Ainsi, il savait qu'elle avait mal, très mal en ce qui concernait ses parents. Son geste de les oublietter avait été héroïque, et elle avait fait un très bon choix. Atroce choix, mais bon. Il savait également à quel point elle tentait de refouler sa tristesse, et avait même compris qu'elle cherchait à le rendre, lui, Severus Rogue, plus heureux. Et il en était infiniment reconnaissant, bien qu'il se gardait bien de le lui dire.
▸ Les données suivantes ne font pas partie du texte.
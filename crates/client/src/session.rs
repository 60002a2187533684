//! Login, logout and session persistence.
//!
//! The session layer owns writes to the credential store: a successful
//! login persists the returned token, logout removes it. Requests never
//! touch the store directly; they go through
//! [`StoredCredentials`](crate::credentials::StoredCredentials), which
//! re-reads the persisted session on every call.

use std::sync::Arc;

use algocdk_shared::{ApiError, RegisterRequest, Role, UserSummary};
use serde::{Deserialize, Serialize};

use crate::api_client::ApiClient;
use crate::credentials::StoredCredentials;
use crate::storage;
use crate::ws::{self, Channel};

pub(crate) const SESSION_KEY: &str = "algocdk_session";

/// The persisted session: the bearer token plus what the login response
/// said about the account.
#[derive(Debug, Clone, Serialize, Deserialize, PartialEq)]
pub struct AuthSession {
    pub token: String,
    pub role: Role,
    pub user: Option<UserSummary>,
}

/// Entry point tying together base-URL selection, the credential store and
/// client construction.
#[derive(Debug, Clone)]
pub struct Session {
    domain: String,
}

impl Session {
    /// Create a session for a backend domain or full origin.
    ///
    /// `"localhost:8080"` and private-range hosts get `http://`, anything
    /// else `https://`; a value with an explicit scheme is used as-is.
    pub fn new(domain: impl Into<String>) -> Self {
        Self {
            domain: domain.into(),
        }
    }

    /// The origin prefixed to every API path.
    pub fn api_base_url(&self) -> String {
        let domain = self.domain.trim();
        if domain.is_empty() {
            return String::new();
        }

        if domain.contains("://") {
            return domain.trim_end_matches('/').to_string();
        }

        let host_part = domain.split(':').next().unwrap_or(domain);
        let is_local = host_part == "localhost"
            || host_part == "127.0.0.1"
            || host_part == "0.0.0.0"
            || host_part.starts_with("192.168.")
            || host_part.starts_with("10.");

        if is_local {
            format!("http://{}", domain.trim_end_matches('/'))
        } else {
            format!("https://{}", domain.trim_end_matches('/'))
        }
    }

    /// An API client bound to this session's backend and credential store.
    pub fn client(&self) -> ApiClient {
        ApiClient::new()
            .with_base_url(self.api_base_url())
            .with_credentials(Arc::new(StoredCredentials))
    }

    /// The currently persisted session, if any.
    pub fn current(&self) -> Option<AuthSession> {
        storage::load(SESSION_KEY)
    }

    pub fn is_authenticated(&self) -> bool {
        storage::exists(SESSION_KEY)
    }

    /// Log in and persist the returned token.
    pub async fn login(&self, email: &str, password: &str) -> Result<AuthSession, ApiError> {
        let resp = self.client().login(email, password).await?;
        let session = AuthSession {
            token: resp.token,
            role: resp.role.as_deref().map(Role::parse).unwrap_or(Role::User),
            user: resp.user,
        };
        self.store(&session);
        Ok(session)
    }

    /// Log in against the superadmin endpoint.
    pub async fn superadmin_login(
        &self,
        email: &str,
        password: &str,
    ) -> Result<AuthSession, ApiError> {
        let credentials = algocdk_shared::LoginRequest {
            email: email.to_string(),
            password: password.to_string(),
        };
        let resp = self.client().superadmin_login(&credentials).await?;
        let session = AuthSession {
            token: resp.token,
            role: resp
                .role
                .as_deref()
                .map(Role::parse)
                .unwrap_or(Role::SuperAdmin),
            user: resp.user,
        };
        self.store(&session);
        Ok(session)
    }

    /// Register a new account; the backend logs it in immediately.
    pub async fn register(&self, user: &RegisterRequest) -> Result<AuthSession, ApiError> {
        let resp = self.client().register(user).await?;
        let session = AuthSession {
            token: resp.token,
            role: resp.role.as_deref().map(Role::parse).unwrap_or(Role::User),
            user: resp.user,
        };
        self.store(&session);
        Ok(session)
    }

    /// Drop the persisted session. Requests issued afterwards go out
    /// unauthenticated.
    pub fn logout(&self) {
        storage::remove(SESSION_KEY);
        tracing::info!("session cleared");
    }

    /// Open the realtime notification channel for a role, authenticated
    /// with the stored token.
    pub async fn connect(&self, role: Role) -> Result<Channel, ApiError> {
        ws::connect(&self.api_base_url(), role, Some(&StoredCredentials)).await
    }

    fn store(&self, session: &AuthSession) {
        if !storage::save(SESSION_KEY, session) {
            tracing::warn!("failed to persist session; requests will be unauthenticated");
        }
    }
}

#[cfg(test)]
mod tests {
    use super::*;

    #[test]
    fn local_domains_get_http() {
        assert_eq!(
            Session::new("localhost:8080").api_base_url(),
            "http://localhost:8080"
        );
        assert_eq!(
            Session::new("192.168.1.5:3000").api_base_url(),
            "http://192.168.1.5:3000"
        );
    }

    #[test]
    fn public_domains_get_https() {
        assert_eq!(
            Session::new("api.algocdk.com").api_base_url(),
            "https://api.algocdk.com"
        );
    }

    #[test]
    fn explicit_schemes_pass_through() {
        assert_eq!(
            Session::new("http://staging.algocdk.com/").api_base_url(),
            "http://staging.algocdk.com"
        );
    }

    #[test]
    fn empty_domain_means_relative_paths() {
        assert_eq!(Session::new("").api_base_url(), "");
    }
}
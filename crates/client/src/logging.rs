//! Tracing setup for binaries and tests.

use tracing_subscriber::EnvFilter;

/// Install the global tracing subscriber.
///
/// Honors `RUST_LOG`, defaults to `info`. Safe to call more than once;
/// later calls are no-ops.
pub fn init() {
    let filter = EnvFilter::try_from_default_env().unwrap_or_else(|_| EnvFilter::new("info"));
    let _ = tracing_subscriber::fmt().with_env_filter(filter).try_init();
}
Selon lui, si elle avait décidé de cacher ses émotions, il se devait de respecter ce choix. Mais au fond de lui, une sorte de fureur brûlait, tant il désirait venir en aide à cette fille qui méritait bien plus que ce triste sort.

Oh, ce n'était pas qu'être professeur à Poudlard était une mauvaise chose, il avait même souvent trouvé une sorte de défouloir dans cette activité. Mais elle. Elle avait besoin de plus, après tant de péripéties vécues. Besoin d'aventures, besoin de ses inséparables amis, et besoin d'amour.

Mais elle n'avait que lui pour la soutenir, et cela le mettait hors de lui. Lui qui se définissait comme un homme froid, égoïste, un Mangemort déchu et lâche. Il n'était même pas capable de la réconforter ou de l'encourager, et n'avait pas perçu sa détresse lorsqu'il l'avait taquinée un peu fort ce matin-là. Il se détestait!

Quelle situation ironique et tragique à la fois. Chacun pensait savoir ce qui tracassait l'autre, mais aucun d'eux n'osait le lui dire, pensant qu'il était moins bien que ce qu'il n'était vraiment. Une insupportable Je-Sais-Tout et un Mangemort sans cœur.

Mais l'étaient-ils vraiment?

§§§


Cher Harry,

J'espère de tout mon cœur que tu vas bien, et que tu trouves à ta place dans ton métier d'Auror. Après l'adolescence que tu as menée, je ne pouvais pas te voir exercer une autre profession.

Ici, à Poudlard, tout va très vite. Minerva m'a demandé d'enseigner la Défense Contre les Forces du Mal, et j'espère que cette place maudite n'aura pas raison de moi! J'aime enseigner, mais les élèves sont.... difficiles. J'admets que vu ce que j'exigeais de mes propres résultats, j'ai toujours eu du mal à comprendre ceux qui bavardent, loupent les cours et ne font pas d'effort. Mais je n'ai pas à me plaindre, la plupart de mes élèves sont captivés par le cours qu'ils jugent utile, et Merlin sait qu'ils ont raison!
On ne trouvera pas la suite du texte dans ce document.